Teaching serendipity
Document Type
Book Chapter
Publication Date
6-14-2016
Publisher
Chandos Publishing/Elsevier
Abstract
Faculty and librarians can collaborate to create academic learning environments where serendipity is more likely to happen and where students see possibilities in the chance encounters that they have. Teaching serendipity includes designing research courses that provide students with disciplinary frameworks through which to recognize, activate, and manage the layers of inquiry. A pedagogy that "courts serendipity" makes room for chance and shows students how to capitalize on the possibility of chaos. In addition, faculty and librarians are called on to talk about research as part of a larger conversation, and a recursive, process, rather than a step-wise march to completion.
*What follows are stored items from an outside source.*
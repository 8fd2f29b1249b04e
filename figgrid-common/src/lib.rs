pub mod types;
pub mod value;
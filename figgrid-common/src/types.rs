use serde::{Deserialize, Serialize};
use strum::{Display, EnumString};

pub const CM_PER_INCH: f64 = 2.54;
pub const POINTS_PER_INCH: f64 = 72.0;

/// Physical unit in which every length of a configuration is expressed.
#[derive(
    Debug, Default, Clone, Copy, PartialEq, Eq, Hash, Serialize, Deserialize, EnumString, Display,
)]
#[serde(rename_all = "snake_case")]
#[strum(serialize_all = "snake_case")]
pub enum Unit {
    #[default]
    Cm,
    In,
}

impl Unit {
    /// Convert `value` from `self` to `to`.
    ///
    /// A single multiply or divide by 2.54, so cm -> in -> cm round-trips
    /// up to floating-point rounding. Dimensionless values must not pass
    /// through here.
    pub fn convert(self, value: f64, to: Unit) -> f64 {
        match (self, to) {
            (Unit::Cm, Unit::In) => value / CM_PER_INCH,
            (Unit::In, Unit::Cm) => value * CM_PER_INCH,
            _ => value,
        }
    }
}

/// A rectangle in normalized [0,1] canvas coordinates, lower-left origin.
#[derive(Debug, Default, Clone, Copy, PartialEq, Serialize, Deserialize)]
pub struct Rect {
    pub left: f64,
    pub bottom: f64,
    pub width: f64,
    pub height: f64,
}

impl Rect {
    pub fn new(left: f64, bottom: f64, width: f64, height: f64) -> Self {
        Self {
            left,
            bottom,
            width,
            height,
        }
    }

    pub fn right(&self) -> f64 {
        self.left + self.width
    }

    pub fn top(&self) -> f64 {
        self.bottom + self.height
    }
}

/// Corner of a host cell a label anchors to.
#[derive(Debug, Clone, Copy, PartialEq, Eq, Hash, Serialize, Deserialize, EnumString, Display)]
#[serde(rename_all = "snake_case")]
#[strum(serialize_all = "snake_case")]
pub enum Corner {
    TopLeft,
    TopRight,
    BottomLeft,
    BottomRight,
}

impl Corner {
    pub fn is_top(self) -> bool {
        matches!(self, Corner::TopLeft | Corner::TopRight)
    }

    pub fn is_left(self) -> bool {
        matches!(self, Corner::TopLeft | Corner::BottomLeft)
    }
}

/// Horizontal text anchoring for corner labels.
#[derive(Debug, Clone, Copy, PartialEq, Eq, Hash, Serialize, Deserialize, EnumString, Display)]
#[serde(rename_all = "snake_case")]
#[strum(serialize_all = "snake_case")]
pub enum HorizontalAlign {
    Left,
    Right,
}

#[cfg(test)]
mod tests {
    use super::*;
    use float_cmp::assert_approx_eq;
    use std::str::FromStr;

    #[test]
    fn test_unit_conversion_round_trips() {
        let values = [0.0, 0.1, 1.1, 8.6, 21.0];
        for v in values {
            let there_and_back = Unit::In.convert(Unit::Cm.convert(v, Unit::In), Unit::Cm);
            assert_approx_eq!(f64, there_and_back, v, epsilon = 1e-12);
        }
        assert_approx_eq!(f64, Unit::In.convert(1.0, Unit::Cm), 2.54);
        assert_approx_eq!(f64, Unit::Cm.convert(5.08, Unit::In), 2.0);
        // Same-unit conversion is the identity
        assert_approx_eq!(f64, Unit::Cm.convert(3.3, Unit::Cm), 3.3);
    }

    #[test]
    fn test_unit_parsing() {
        assert_eq!(Unit::from_str("cm").unwrap(), Unit::Cm);
        assert_eq!(Unit::from_str("in").unwrap(), Unit::In);
        assert!(Unit::from_str("furlong").is_err());
    }

    #[test]
    fn test_corner_parsing_and_sides() {
        let corner = Corner::from_str("top_right").unwrap();
        assert!(corner.is_top());
        assert!(!corner.is_left());
        assert!(Corner::from_str("middle").is_err());
    }

    #[test]
    fn test_rect_edges() {
        let rect = Rect::new(0.1, 0.2, 0.5, 0.25);
        assert_approx_eq!(f64, rect.right(), 0.6);
        assert_approx_eq!(f64, rect.top(), 0.45);
    }
}
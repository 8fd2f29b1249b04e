use figgrid_layout::error::FigGridLayoutError;
use thiserror::Error;

#[derive(Error, Debug)]
pub enum FigGridGuidesError {
    #[error("invalid corner: {0}")]
    InvalidCorner(#[from] strum::ParseError),

    #[error("layout error: {0}")]
    LayoutError(#[from] FigGridLayoutError),
}
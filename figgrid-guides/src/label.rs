use std::str::FromStr;

use figgrid_common::types::{Corner, HorizontalAlign, Unit, POINTS_PER_INCH};
use figgrid_layout::layout::Layout;

use crate::error::FigGridGuidesError;

const DEFAULT_MARGIN_CM: f64 = 0.1;

/// Placement options for corner labels. Lengths are physical, in the
/// active unit.
#[derive(Debug, Clone, Default)]
pub struct LabelConfig {
    /// Inset from the cell edges; defaults to 0.1 cm.
    pub margin: Option<f64>,
}

/// Anchor point for a corner label in the host cell's local coordinate
/// space (cell width/height as 1 unit), plus the horizontal anchoring of
/// the text.
#[derive(Debug, Clone, Copy, PartialEq)]
pub struct LabelPlacement {
    pub x: f64,
    pub y: f64,
    pub align: HorizontalAlign,
}

/// Anchor for a label in the `corner` of a cell of physical size
/// `cell_size` (width, height in `unit`).
///
/// The glyph height is estimated as `font_size / 72` inches re-expressed
/// in `unit`; the vertical inset is widened by half of it so the anchored
/// vertical center keeps the glyph edge clear of the margin. Left corners
/// are left-anchored, right corners right-anchored.
pub fn corner_label_position(
    cell_size: [f64; 2],
    corner: Corner,
    font_size: f64,
    unit: Unit,
    config: &LabelConfig,
) -> LabelPlacement {
    let margin = config
        .margin
        .unwrap_or_else(|| Unit::Cm.convert(DEFAULT_MARGIN_CM, unit));
    let glyph_height = Unit::In.convert(font_size / POINTS_PER_INCH, unit);
    let [cell_width, cell_height] = cell_size;

    let x_inset = margin / cell_width;
    let y_inset = (margin + glyph_height / 2.0) / cell_height;

    let (x, align) = if corner.is_left() {
        (x_inset, HorizontalAlign::Left)
    } else {
        (1.0 - x_inset, HorizontalAlign::Right)
    };
    let y = if corner.is_top() { 1.0 - y_inset } else { y_inset };

    LabelPlacement { x, y, align }
}

/// Anchor for a label in the `corner` of the cell at `(column, row)`.
pub fn corner_label_for_cell(
    layout: &Layout,
    column: usize,
    row: usize,
    corner: Corner,
    font_size: f64,
    config: &LabelConfig,
) -> Result<LabelPlacement, FigGridGuidesError> {
    let cell_size = layout.cell_size_physical(column, row)?;
    Ok(corner_label_position(
        cell_size,
        corner,
        font_size,
        layout.unit,
        config,
    ))
}

/// Parse a corner from its wire name (e.g. `"top_left"`).
pub fn parse_corner(name: &str) -> Result<Corner, FigGridGuidesError> {
    Ok(Corner::from_str(name)?)
}

#[cfg(test)]
mod tests {
    use super::*;
    use figgrid_layout::GridConfig;
    use float_cmp::assert_approx_eq;

    #[test]
    fn test_four_corners_are_symmetric() {
        let cell = [5.0, 4.0];
        let config = LabelConfig { margin: Some(0.2) };
        let tl = corner_label_position(cell, Corner::TopLeft, 12.0, Unit::Cm, &config);
        let tr = corner_label_position(cell, Corner::TopRight, 12.0, Unit::Cm, &config);
        let bl = corner_label_position(cell, Corner::BottomLeft, 12.0, Unit::Cm, &config);
        let br = corner_label_position(cell, Corner::BottomRight, 12.0, Unit::Cm, &config);

        assert_eq!(tl.align, HorizontalAlign::Left);
        assert_eq!(bl.align, HorizontalAlign::Left);
        assert_eq!(tr.align, HorizontalAlign::Right);
        assert_eq!(br.align, HorizontalAlign::Right);

        assert_approx_eq!(f64, tl.x, 0.2 / 5.0, epsilon = 1e-12);
        assert_approx_eq!(f64, tr.x, 1.0 - 0.2 / 5.0, epsilon = 1e-12);
        assert_approx_eq!(f64, tl.y, tr.y, epsilon = 1e-12);
        assert_approx_eq!(f64, bl.y, br.y, epsilon = 1e-12);
        // Mirrored about the cell's horizontal midline
        assert_approx_eq!(f64, tl.y, 1.0 - bl.y, epsilon = 1e-12);
    }

    #[test]
    fn test_vertical_inset_accounts_for_glyph_height() {
        let cell = [4.0, 4.0];
        let config = LabelConfig { margin: Some(0.1) };
        let font_size = 10.0;
        let placement = corner_label_position(cell, Corner::TopLeft, font_size, Unit::Cm, &config);
        let glyph_cm = font_size / 72.0 * 2.54;
        assert_approx_eq!(
            f64,
            placement.y,
            1.0 - (0.1 + glyph_cm / 2.0) / 4.0,
            epsilon = 1e-12
        );
    }

    #[test]
    fn test_label_for_cell_uses_the_layout_unit() {
        let layout = GridConfig::default().compute_layout().unwrap();
        let placement =
            corner_label_for_cell(&layout, 1, 1, Corner::BottomLeft, 12.0, &LabelConfig::default())
                .unwrap();
        // Default 0.1 cm margin in a 7.4 cm wide cell
        assert_approx_eq!(f64, placement.x, 0.1 / 7.4, epsilon = 1e-9);
        assert!(placement.y > 0.0 && placement.y < 0.5);
    }

    #[test]
    fn test_label_for_cell_rejects_bad_address() {
        let layout = GridConfig::default()
            .with_grid(2, 2)
            .compute_layout()
            .unwrap();
        // Spanless overrun degrades inside the solver, but a genuinely
        // unrepresentable address (column 0) is an error
        assert!(matches!(
            corner_label_for_cell(&layout, 0, 1, Corner::TopLeft, 10.0, &LabelConfig::default()),
            Err(FigGridGuidesError::LayoutError(_))
        ));
    }

    #[test]
    fn test_parse_corner() {
        assert_eq!(parse_corner("bottom_right").unwrap(), Corner::BottomRight);
        assert!(matches!(
            parse_corner("center"),
            Err(FigGridGuidesError::InvalidCorner(_))
        ));
    }
}
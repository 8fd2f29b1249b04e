use figgrid_common::types::{Rect, Unit};
use figgrid_common::value::PaddingSpec;

use crate::config::{resolve_weights, GridConfig};
use crate::error::FigGridLayoutError;

/// 1-based position, counted from the bottom of the grid, of the
/// bottommost row covered by a cell span.
///
/// Rows are addressed from the top (`row = 1` is the top row) but edge
/// positions accumulate upward from the bottom of the canvas; this is the
/// single place where the two numberings meet. Saturates to 1 when the
/// span reaches past the bottom row (degraded start-overrun path).
pub fn row_from_bottom(row: usize, row_span: usize, num_rows: usize) -> usize {
    num_rows.saturating_sub(row + row_span - 1) + 1
}

/// Sum of `weights` over the inclusive 1-based range `[from, to]`.
/// Indices past the end count as the neutral weight 1, so the degraded
/// start-overrun path stays finite.
fn weight_sum(weights: &[f64], from: usize, to: usize) -> f64 {
    if from > to {
        return 0.0;
    }
    (from..=to)
        .map(|i| weights.get(i - 1).copied().unwrap_or(1.0))
        .sum()
}

/// Normalized paddings and per-weight-unit cell size derived from a
/// [`GridConfig`]. All values are fractions of the canvas width/height.
///
/// For any valid configuration the width closes exactly:
/// `left_outer + right_outer + mean_gap * num_columns +
/// cell_width * sum(col_weights) == 1`, and symmetrically for the height,
/// where `mean_gap` is the average per-column gap consumption (the
/// representative left gap plus the representative right gap). A
/// non-uniform per-gap array is represented by its mean; see
/// [`PaddingSpec::representative`].
#[derive(Debug, Clone, PartialEq)]
pub struct Layout {
    /// Outer margins as fractions of the canvas.
    pub left_outer: f64,
    pub right_outer: f64,
    pub top_outer: f64,
    pub bottom_outer: f64,

    /// Internal gaps, normalized, one per column/row.
    pub left_gaps: PaddingSpec,
    pub right_gaps: PaddingSpec,
    pub top_gaps: PaddingSpec,
    pub bottom_gaps: PaddingSpec,

    /// Normalized width/height of one unit of weight.
    pub cell_width: f64,
    pub cell_height: f64,

    pub num_columns: usize,
    pub num_rows: usize,

    /// Weights resolved to the grid dimensions.
    pub col_weights: Vec<f64>,
    pub row_weights: Vec<f64>,

    /// Physical canvas size, carried through for placement rules that
    /// need to normalize physical lengths (colorbars, label margins).
    pub total_width: f64,
    pub total_height: f64,
    pub unit: Unit,
}

impl Layout {
    pub(crate) fn compute(config: &GridConfig) -> Result<Self, FigGridLayoutError> {
        if config.total_width <= 0.0 {
            return Err(FigGridLayoutError::ZeroCanvasDimension {
                axis: "width",
                value: config.total_width,
            });
        }
        if config.total_height <= 0.0 {
            return Err(FigGridLayoutError::ZeroCanvasDimension {
                axis: "height",
                value: config.total_height,
            });
        }
        if config.num_columns == 0 {
            return Err(FigGridLayoutError::ZeroGridDimension("column"));
        }
        if config.num_rows == 0 {
            return Err(FigGridLayoutError::ZeroGridDimension("row"));
        }
        check_padding_len("left", &config.left_padding, config.num_columns)?;
        check_padding_len("right", &config.right_padding, config.num_columns)?;
        check_padding_len("top", &config.top_padding, config.num_rows)?;
        check_padding_len("bottom", &config.bottom_padding, config.num_rows)?;

        let wnorm = |v: f64| v / config.total_width;
        let hnorm = |v: f64| v / config.total_height;

        let left_outer = wnorm(config.left_outer_padding);
        let right_outer = wnorm(config.right_outer_padding);
        let top_outer = hnorm(config.top_outer_padding);
        let bottom_outer = hnorm(config.bottom_outer_padding);

        let left_gaps = config.left_padding.map(wnorm);
        let right_gaps = config.right_padding.map(wnorm);
        let top_gaps = config.top_padding.map(hnorm);
        let bottom_gaps = config.bottom_padding.map(hnorm);

        let col_weights = resolve_weights(&config.col_weights, config.num_columns);
        let row_weights = resolve_weights(&config.row_weights, config.num_rows);

        // Each column consumes one left and one right gap on average; see
        // the Layout doc comment for the non-uniform caveat.
        let mean_col_gap = left_gaps.representative() + right_gaps.representative();
        let mean_row_gap = top_gaps.representative() + bottom_gaps.representative();

        let cell_width = (1.0 - left_outer - right_outer
            - mean_col_gap * config.num_columns as f64)
            / col_weights.iter().sum::<f64>();
        let cell_height = (1.0 - top_outer - bottom_outer
            - mean_row_gap * config.num_rows as f64)
            / row_weights.iter().sum::<f64>();

        if cell_width <= 0.0 {
            return Err(FigGridLayoutError::NonPositiveCellSize {
                axis: "width",
                value: cell_width,
            });
        }
        if cell_height <= 0.0 {
            return Err(FigGridLayoutError::NonPositiveCellSize {
                axis: "height",
                value: cell_height,
            });
        }

        Ok(Layout {
            left_outer,
            right_outer,
            top_outer,
            bottom_outer,
            left_gaps,
            right_gaps,
            top_gaps,
            bottom_gaps,
            cell_width,
            cell_height,
            num_columns: config.num_columns,
            num_rows: config.num_rows,
            col_weights,
            row_weights,
            total_width: config.total_width,
            total_height: config.total_height,
            unit: config.unit,
        })
    }

    /// Normalized rectangle of a single cell. `column` and `row` are
    /// 1-based; rows count from the top.
    pub fn cell_rect(&self, column: usize, row: usize) -> Result<Rect, FigGridLayoutError> {
        self.span_rect(column, row, 1, 1)
    }

    /// Normalized rectangle of a cell span starting at `(column, row)`
    /// and covering `col_span` columns and `row_span` rows.
    ///
    /// A span that reaches past the grid is rejected with
    /// [`FigGridLayoutError::OutOfBounds`]. A start cell past the grid
    /// with no span (both spans 1) degrades gracefully: a warning is
    /// logged and an extrapolated, likely meaningless rectangle is still
    /// returned.
    pub fn span_rect(
        &self,
        column: usize,
        row: usize,
        col_span: usize,
        row_span: usize,
    ) -> Result<Rect, FigGridLayoutError> {
        let out_of_bounds = || FigGridLayoutError::OutOfBounds {
            column,
            row,
            col_span,
            row_span,
            num_columns: self.num_columns,
            num_rows: self.num_rows,
        };

        if column == 0 || row == 0 || col_span == 0 || row_span == 0 {
            return Err(out_of_bounds());
        }

        let end_col = column + col_span - 1;
        let end_row = row + row_span - 1;
        if end_col > self.num_columns || end_row > self.num_rows {
            if col_span == 1 && row_span == 1 {
                log::warn!(
                    "cell ({}, {}) lies outside the {}x{} grid; returning an extrapolated rectangle",
                    column,
                    row,
                    self.num_columns,
                    self.num_rows
                );
            } else {
                return Err(out_of_bounds());
            }
        }

        // Column 1 starts right after the left outer margin and its own
        // left gap; later columns accumulate the weighted widths and both
        // gap arrays of everything to their left.
        let left = self.left_outer
            + self.cell_width * weight_sum(&self.col_weights, 1, column - 1)
            + self.left_gaps.sum_range(1, column)
            + self.right_gaps.sum_range(1, column - 1);

        // Mirrored vertically: the bottom edge accumulates everything
        // below the bottommost spanned row, re-expressed in from-the-top
        // indices. For the bottom row this reduces to
        // bottom_outer + bottom_gaps[last]. The degraded overrun path
        // clamps to the bottom row.
        let bottom_row = self.num_rows + 1 - row_from_bottom(row, row_span, self.num_rows);
        let bottom = self.bottom_outer
            + self.cell_height * weight_sum(&self.row_weights, bottom_row + 1, self.num_rows)
            + self.bottom_gaps.sum_range(bottom_row, self.num_rows)
            + self.top_gaps.sum_range(bottom_row + 1, self.num_rows);

        let width = self.cell_width * weight_sum(&self.col_weights, column, end_col)
            + self.right_gaps.sum_range(column, end_col - 1)
            + self.left_gaps.sum_range(column + 1, end_col);

        let height = self.cell_height * weight_sum(&self.row_weights, row, end_row)
            + self.bottom_gaps.sum_range(row, end_row - 1)
            + self.top_gaps.sum_range(row + 1, end_row);

        Ok(Rect::new(left, bottom, width, height))
    }

    /// Physical width/height of a single cell, in the layout's unit.
    /// Feeds placement rules that work in the cell's local coordinate
    /// space, like corner labels.
    pub fn cell_size_physical(
        &self,
        column: usize,
        row: usize,
    ) -> Result<[f64; 2], FigGridLayoutError> {
        let rect = self.cell_rect(column, row)?;
        Ok([rect.width * self.total_width, rect.height * self.total_height])
    }
}

fn check_padding_len(
    side: &'static str,
    padding: &PaddingSpec,
    expected: usize,
) -> Result<(), FigGridLayoutError> {
    match padding.per_gap_len() {
        Some(got) if got != expected => Err(FigGridLayoutError::PaddingLength {
            side,
            got,
            expected,
        }),
        _ => Ok(()),
    }
}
Teaching serendipity can be incorporated through multiple ways-of-doing within academic situations: those that call for empirical inquiry, problem-solving, and research from sources.
Chapter of
Accidental information discovery: Cultivating serendipity in the digital age
Editor
T. M. Race
S. Makri
Recommended Citation
Nutefall, J. E., & Ryder, P. M. (2016). Teaching serendipity. In T. M. Race & S. Makri (Eds.), Accidental information discovery: Cultivating serendipity in the digital age (pp. 27–51). Chandos Publishing.